Copper price: BMI hikes forecasts – structural deficits to bring $17,000 next decade
Copper trading in New York hovered just below the $14,000-a-tonne level on Thursday, with the most active September contract last changing hands at $6.32 per pound ($13,900 a tonne), holding near three-week highs as production troubles in Chile and softer US inflation data lent support.
The bellwether metal set an all-time high above $6.60 a pound in June and is up more than 15% over the past year, with LME three-month copper averaging $13,150 a tonne so far in 2026.
The rally has BMI, a unit of Fitch Solutions, reaching for its eraser. In a report released this week, the research house lifted its 2026 average copper price forecast to $12,700 per tonne, up from $11,900 previously, citing converging supply-side pressures, tariff-driven tightness and AI-fuelled optimism that “continue to propel the red metal to successive record highs.”
BMI’s 2026 number still sits below the Bloomberg analyst consensus of $13,007 and trails calls from the likes of Macquarie, which last week raised its own 2026 average to $13,165 a tonne even while arguing the rally is running ahead of fundamentals, and Goldman Sachs, which is holding its 2026 forecast at $12,650 despite predicting a 490,000-tonne surplus this year.
Where BMI breaks from the pack is further out. The firm sees copper averaging $13,500 a tonne in 2028, $15,000 in 2029 and $15,800 in 2030 – against Bloomberg consensus of $12,500, $13,772 and $13,500 respectively – before reaching $17,000 per tonne in 2035 as the structural deficit takes hold:
“Over the longer term, we expect prices to reach $17,000/tonne in 2035, as the structural deficit persists due to a strong demand outlook as the green transition accelerates towards the latter half of the decade.”

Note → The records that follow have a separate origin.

use std::sync::Arc;

use log::*;
use reqwest::{
    header::{HeaderMap, HeaderValue},
    Client,
    Method,
};
use serde::{de::DeserializeOwned, Serialize};

use crate::{config::RazorpayConfig, data_objects::OrderRequest, error::RazorpayApiError, RazorpayOrder};

#[derive(Clone)]
pub struct RazorpayApi {
    config: RazorpayConfig,
    client: Arc<Client>,
}

impl RazorpayApi {
    pub fn new(config: RazorpayConfig) -> Result<Self, RazorpayApiError> {
        let mut headers = HeaderMap::with_capacity(1);
        headers.insert("Content-Type", HeaderValue::from_static("application/json"));
        let client = Client::builder()
            .default_headers(headers)
            .timeout(config.timeout)
            .build()
            .map_err(|e| RazorpayApiError::Initialization(e.to_string()))?;
        Ok(Self { config, client: Arc::new(client) })
    }

    /// The public (non-secret) key the checkout widget needs to open the charge UI.
    pub fn key_id(&self) -> &str {
        &self.config.key_id
    }

    pub async fn rest_query<T: DeserializeOwned, B: Serialize>(
        &self,
        method: Method,
        path: &str,
        body: Option<B>,
    ) -> Result<T, RazorpayApiError> {
        let url = self.url(path);
        trace!("Sending REST query: {url}");
        let mut req = self
            .client
            .request(method, url)
            .basic_auth(&self.config.key_id, Some(self.config.key_secret.reveal()));
        if let Some(body) = body {
            req = req.json(&body);
        }
        let response = req.send().await.map_err(|e| RazorpayApiError::RestResponseError(e.to_string()))?;
        if response.status().is_success() {
            trace!("REST query successful. {}", response.status());
            response.json::<T>().await.map_err(|e| RazorpayApiError::JsonError(e.to_string()))
        } else {
            let status = response.status().as_u16();
            let message = response.text().await.map_err(|e| RazorpayApiError::RestResponseError(e.to_string()))?;
            Err(RazorpayApiError::QueryError { status, message })
        }
    }

    pub fn url(&self, path: &str) -> String {
        format!("{}/v1{path}", self.config.api_url)
    }

    /// Creates a gateway-side order for the given fee. One outbound call, no local persistence; if
    /// it fails, the caller retries order creation from scratch.
    pub async fn create_order(&self, request: OrderRequest) -> Result<RazorpayOrder, RazorpayApiError> {
        debug!("Creating gateway order for receipt {} ({} paise)", request.receipt, request.amount);
        let order = self.rest_query::<RazorpayOrder, OrderRequest>(Method::POST, "/orders", Some(request)).await?;
        info!("Created gateway order {} ({} {})", order.id, order.amount, order.currency);
        Ok(order)
    }
}
//! # JobSeva payment server
//!
//! The thin HTTP layer over the payment engine. It is responsible for:
//! * Creating gateway-side orders for checkout (`POST /order`).
//! * Receiving payment callbacks, verifying their signatures and recording fulfillment requests
//!   (`POST /verify`).
//!
//! ## Configuration
//! The server is configured via environment variables. See [config](config/index.html) for more
//! information. The gateway key pair is required; the server refuses to start without it.
//!
//! ## Routes
//! * `/health`: liveness check, returns 200 OK.
//! * `/fee/{category}`: the form-filling fee for a job category.
//! * `/order`: creates a gateway order for the checkout widget.
//! * `/verify`: verifies a payment callback and creates the fulfillment request.

pub mod cli;
pub mod config;
pub mod data_objects;
pub mod errors;
pub mod routes;
pub mod server;

#[cfg(test)]
mod endpoint_tests;
use thiserror::Error;

#[derive(Debug, Error)]
pub enum RazorpayApiError {
    #[error("Could not initialize client: {0}")]
    Initialization(String),
    #[error("Invalid REST response: {0}")]
    RestResponseError(String),
    #[error("Could not deserialize JSON: {0}")]
    JsonError(String),
    #[error("Order creation failed. Error {status}. {message}")]
    QueryError { status: u16, message: String },
}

That is comfortably the most bullish long-term call among major forecasters. Macquarie pegs the long-term incentive price at just $10,200 a tonne in 2025 dollars and sees a floor near $11,000 by the third quarter of 2027, while UBS’s most recent upgrade topped out at $13,000 by end-2026. Even the bulls at trader Traxys, whose CEO expects $15,000 copper within 24 to 36 months, stop short of BMI’s 2035 number. Chile’s copper commission Cochilco lifted its own outlook in May to $5.55 per pound ($12,235 a tonne) for 2026 and $5.10 for 2027.

Rally “already run too far”
For all its long-term enthusiasm, BMI is quick to point out that the near-term picture does not justify current prices. The firm expects copper to “remain caught between macro headwinds and tariff uncertainty” in the second half, with the market “acutely exposed to further volatility and highly sensitive to Middle East jitters.”
“We still view the current price rally as already extending beyond what the fundamentals alone would suggest,” BMI said, pointing out that the market remains in surplus this year – albeit a narrowing one, at 93,000 tonnes versus the 212,000 tonnes projected for 2025.
The US tariff decision remains the most immediate directional catalyst, according to the report. The Comex-LME spread was running at a maximum of just around $680 per tonne at the start of June – nowhere near the $2,937 record set at the end of July last year – suggesting the market is tilting towards a delay in implementation rather than outright cancellation. Tariff-driven distortion has nonetheless kept CME copper stocks at record highs, up 34.9% since the start of the year.
BMI flags sulphur and sulphuric acid – indispensable to leaching and SX-EW processing, which accounted for 21% of global mine output in 2024 – as a newly critical vulnerability, with Middle East shipments through the Strait of Hormuz squeezed and China halting acid exports from May 2026.
On the supply side, BMI cut its global mine production growth forecast for 2026 to 2.4% from 2.8%, mainly on downward revisions to Chile’s outlook and continued output constraints at Grasberg and Kamoa following major operational incidents in 2025.
Deficits from 2027
From 2027 the balance flips into a 66,000-tonne deficit, and the shortfalls widen every year thereafter to nearly 1.5 million tonnes by 2035 on BMI’s numbers.
The green energy transition remains the backbone of that demand story. Battery electric vehicles require approximately 53.2kg of copper, more than double the 22.3kg in conventional cars, according to the International Energy Agency, while offshore wind uses 8,000kg per megawatt versus 1,150kg for coal-fired plants.
AI is the newer pillar. Data centres require 20–40 tonnes of copper per megawatt of applied power, according to the Copper Development Association, with the metal used across power distribution, grounding and cooling infrastructure. While not the sole driver of copper’s 2026 run, BMI expects AI-driven sentiment “to continue to shape, if not dominate, the narrative in the coming years.”